Following a prologue in which he posits Bach’s polyphonic genius as the essence of his creative art, Wolff focuses on the two-page catalogue of Bach’s works, centrally positioned in the composer’s obituary (Leipzig, 1750). He suggests that the full extent of Bach’s musical legacy remains unknown, as relatively few of the composer’s works were published during his lifetime. However, those works surviving in single manuscript copies evidently reflect the importance that Bach attached to them; they form for Wolff a series of ‘benchmark’ compositions which reveal Bach’s continual mastery of new techniques, styles and genres. The obituary catalogue thus offers its own narrative of Bach’s evolution and development totally independent of his biography.

Wolff’s survey of those ‘discernible planets’ commences with three unique keyboard collections (the Orgel-Büchlein, Das Wohltemperierte Clavier and the Inventions and Sinfonias) and continues with chapters on the toccatas, suites, sonatas and concertos, the chorale cantatas from the 1724-5 Leipzig cycle, the Clavier-Übung series and the three passions and the trilogy of oratorios. Revisions, transcriptions and reworkings are examined in the seventh chapter and Chapter 8 focuses on The Art of Fugue and the Mass in B minor, as well as various ‘canonic intermezzi’. A concluding ‘Epilogue’ relates the philosopher Gottfried Wilhelm Leibniz’s dictum ‘theoria cum praxi’ inversely (‘Praxis cum theoria’) to Bach’s music. It demonstrates Bach’s greater concern with the learned practical application of theories than with their ‘abstract confirmation’ and substantiates for Wolff Bach’s apparent preparation of ‘an appropriate and carefully curated musical legacy’.

Wolff discusses aspects of genesis of his focal works (emphasising primary sources), as well as salient musical features and other important historical and musical details; thorough analyses, however, are not part of his remit. Readers of The Strad will doubtless be most interested in Chapter 3, which includes brief consideration of the works for unaccompanied violin, the Cello Suites, the Orchestral Suites, the Brandenburg Concertos, the A minor, ‘Double’ and ’Triple Violin Concertos and the various sonatas for violin or viola da gamba with obbligato harpsichord or basso continuo. A few nuggets of new insight glisten amongst otherwise familiar material, for example regarding the dating of the solo violin works, their pedagogical value, their predecessors (notably Westhoff’s Suites and Partitas) and their early performing tradition, the instrument intended for the Sixth Cello Suite, the instrumentation of the Brandenburg Concertos and its effect on formal design and the two harpsichord cadenzas composed for the first movement of no.5. However, Wolff seems most comfortable and informative when dealing with the keyboard and vocal works, particularly the chorale cantatas, the Mass in B minor, the Art of Fugue and the Clavier-Übung series.

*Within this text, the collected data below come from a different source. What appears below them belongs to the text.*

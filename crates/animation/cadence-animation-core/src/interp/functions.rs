//! Interpolation helpers:
//! - step_value (hold left until the segment completes)
//! - linear_value (component-wise lerp in the float domain)
//! - bezier_value (tangent control points, bisection on the time curve)

use crate::spline::{SplineKey, Tangents};
use crate::value::{Components, Value};

/// Accepted distance, in spline time units, between the solved time curve
/// and the target time.
pub const BEZIER_TIME_EPSILON: f32 = 1.0;

/// Upper bound on bisection steps; guarantees termination on degenerate
/// tangents (non-monotonic or zero-width time curves).
pub const BEZIER_MAX_ITERATIONS: u32 = 32;

/// Linear interpolation of scalars.
#[inline]
pub fn lerp_f32(a: f32, b: f32, t: f32) -> f32 {
    a + (b - a) * t
}

/// Step interpolation: left value until the segment fraction reaches 1.
#[inline]
pub fn step_value(a: &Value, b: &Value, fraction: f32) -> Value {
    if fraction < 1.0 {
        *a
    } else {
        *b
    }
}

/// Linear interpolation across value kinds. Booleans degrade to a switch at
/// the 0.5 fraction through the float-domain round trip.
pub fn linear_value(a: &Value, b: &Value, t: f32) -> Value {
    if a.kind() != b.kind() {
        // Fallback: if types mismatch, prefer left (fail-soft).
        return *a;
    }
    let ca = a.to_components();
    let cb = b.to_components();
    let mut out = ca;
    for (o, (va, vb)) in out
        .as_mut_slice()
        .iter_mut()
        .zip(ca.as_slice().iter().zip(cb.as_slice()))
    {
        *o = lerp_f32(*va, *vb, t);
    }
    Value::from_components(a.kind(), out.as_slice())
}

/// Cubic curve in power basis, expanded from four Bernstein control points:
/// `B(u) = a*u^3 + b*u^2 + c*u + d`.
#[derive(Clone, Copy, Debug, PartialEq)]
pub struct CubicBezier {
    a: f32,
    b: f32,
    c: f32,
    d: f32,
}

impl CubicBezier {
    pub fn from_control_points(p0: f32, p1: f32, p2: f32, p3: f32) -> Self {
        Self {
            a: p3 - 3.0 * p2 + 3.0 * p1 - p0,
            b: 3.0 * p2 - 6.0 * p1 + 3.0 * p0,
            c: 3.0 * p1 - 3.0 * p0,
            d: p0,
        }
    }

    #[inline]
    pub fn eval(&self, u: f32) -> f32 {
        ((self.a * u + self.b) * u + self.c) * u + self.d
    }
}

/// Find `u` in [0,1] with `curve(u)` within [`BEZIER_TIME_EPSILON`] of
/// `target` by interval halving. Assumes a non-decreasing time curve; on other
/// curves it still stops after [`BEZIER_MAX_ITERATIONS`] steps.
pub fn solve_bezier_parameter(curve: &CubicBezier, target: f32) -> f32 {
    let mut lo = 0.0f32;
    let mut hi = 1.0f32;
    let mut u = 0.5f32;
    for _ in 0..BEZIER_MAX_ITERATIONS {
        u = 0.5 * (lo + hi);
        let err = curve.eval(u) - target;
        if err.abs() < BEZIER_TIME_EPSILON {
            break;
        }
        if err < 0.0 {
            lo = u;
        } else {
            hi = u;
        }
    }
    u
}

/// Bezier evaluation between two keys at absolute spline time `target`.
///
/// Keys are 2D control points (time on x, value on y): P0 = (t0, v0),
/// P1 = P0 + out-tangent of the left key, P2 = P3 + in-tangent of the right
/// key, P3 = (t1, v1). Vector values use one value curve per component with
/// the shared tangent y offset. Missing tangents read as flat.
pub fn bezier_value(
    left: &SplineKey,
    t0: f32,
    right: &SplineKey,
    t1: f32,
    target: f32,
) -> Value {
    if left.value.kind() != right.value.kind() {
        return left.value;
    }
    let tl = left.tangents.unwrap_or(Tangents::FLAT);
    let tr = right.tangents.unwrap_or(Tangents::FLAT);

    let time_curve =
        CubicBezier::from_control_points(t0, t0 + tl.r#out.x, t1 + tr.r#in.x, t1);
    let u = solve_bezier_parameter(&time_curve, target);

    let ca = left.value.to_components();
    let cb = right.value.to_components();
    let mut out: Components = ca;
    for (o, (va, vb)) in out
        .as_mut_slice()
        .iter_mut()
        .zip(ca.as_slice().iter().zip(cb.as_slice()))
    {
        let curve =
            CubicBezier::from_control_points(*va, *va + tl.r#out.y, *vb + tr.r#in.y, *vb);
        *o = curve.eval(u);
    }
    Value::from_components(left.value.kind(), out.as_slice())
}

#[cfg(test)]
mod tests {
    use super::*;
    use crate::spline::Vec2;
    use crate::value::ValueKind;

    #[test]
    fn step_switches_only_at_segment_end() {
        let a = Value::Int32(1);
        let b = Value::Int32(2);
        assert_eq!(step_value(&a, &b, 0.0), a);
        assert_eq!(step_value(&a, &b, 0.999), a);
        assert_eq!(step_value(&a, &b, 1.0), b);
    }

    #[test]
    fn linear_vectors_and_ints() {
        assert_eq!(
            linear_value(&Value::Vec2f([0.0, 10.0]), &Value::Vec2f([10.0, 20.0]), 0.25),
            Value::Vec2f([2.5, 12.5])
        );
        assert_eq!(
            linear_value(&Value::Int32(0), &Value::Int32(3), 0.5),
            Value::Int32(2)
        );
        assert_eq!(
            linear_value(&Value::Vec3i([0, 0, 0]), &Value::Vec3i([-3, 3, 1]), 0.5),
            Value::Vec3i([-2, 2, 1])
        );
    }

    #[test]
    fn linear_bool_is_threshold_switch() {
        let f = Value::Bool(false);
        let t = Value::Bool(true);
        assert_eq!(linear_value(&f, &t, 0.5), f);
        assert_eq!(linear_value(&f, &t, 0.6), t);
        assert_eq!(linear_value(&t, &f, 0.4), t);
    }

    #[test]
    fn cubic_expansion_hits_endpoints() {
        let c = CubicBezier::from_control_points(2.0, 5.0, -1.0, 7.0);
        assert_eq!(c.eval(0.0), 2.0);
        assert!((c.eval(1.0) - 7.0).abs() < 1e-5);
        // Bernstein form at u = 0.5: (p0 + 3p1 + 3p2 + p3) / 8
        let expected = (2.0 + 15.0 - 3.0 + 7.0) / 8.0;
        assert!((c.eval(0.5) - expected).abs() < 1e-5);
    }

    #[test]
    fn solver_terminates_on_degenerate_curve() {
        let flat = CubicBezier::from_control_points(5.0, 5.0, 5.0, 5.0);
        let u = solve_bezier_parameter(&flat, 100.0);
        assert!((0.0..=1.0).contains(&u));
    }

    #[test]
    fn bezier_flat_tangents_symmetric_midpoint() {
        let a = SplineKey::with_tangents(Value::Float(0.0), Vec2::ZERO, Vec2::ZERO);
        let b = SplineKey::with_tangents(Value::Float(10.0), Vec2::ZERO, Vec2::ZERO);
        let v = bezier_value(&a, 0.0, &b, 10.0, 5.0);
        assert_eq!(v, Value::Float(5.0));
    }

    #[test]
    fn bezier_time_solving_is_non_uniform() {
        // Strong out-tangent in time pulls the curve parameter back, so the
        // value at a quarter of the segment differs from the linear value.
        let a = SplineKey::with_tangents(Value::Float(0.0), Vec2::ZERO, Vec2::new(800.0, 0.0));
        let b = SplineKey::with_tangents(Value::Float(100.0), Vec2::ZERO, Vec2::ZERO);
        let v = bezier_value(&a, 0.0, &b, 1000.0, 250.0);
        let Value::Float(f) = v else { panic!("expected float") };
        assert!(f < 25.0, "got {f}");
        assert!(f >= 0.0);
    }

    #[test]
    fn bezier_vector_per_component() {
        let a = SplineKey::with_tangents(Value::Vec2f([0.0, 100.0]), Vec2::ZERO, Vec2::ZERO);
        let b = SplineKey::with_tangents(Value::Vec2f([10.0, 0.0]), Vec2::ZERO, Vec2::ZERO);
        let v = bezier_value(&a, 0.0, &b, 100.0, 50.0);
        assert_eq!(v.kind(), ValueKind::Vec2f);
        assert_eq!(v, Value::Vec2f([5.0, 50.0]));
    }
}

Easily accessible, Wolff’s text offers a unique glimpse into a large portion of Bach’s oeuvre and engagingly complements his biographical study. Concise illustrative tables are provided for an informative overview of various collections and reproductions of facsimiles of original sources offer much supplemental detail. Musical examples are minimal, not least because scores of Bach’s works are freely available in print and online. Additional concluding material includes a useful chronology, harmonising biographical information with Wolff’s ‘benchmark works’, extensive endnotes and a brief bibliography.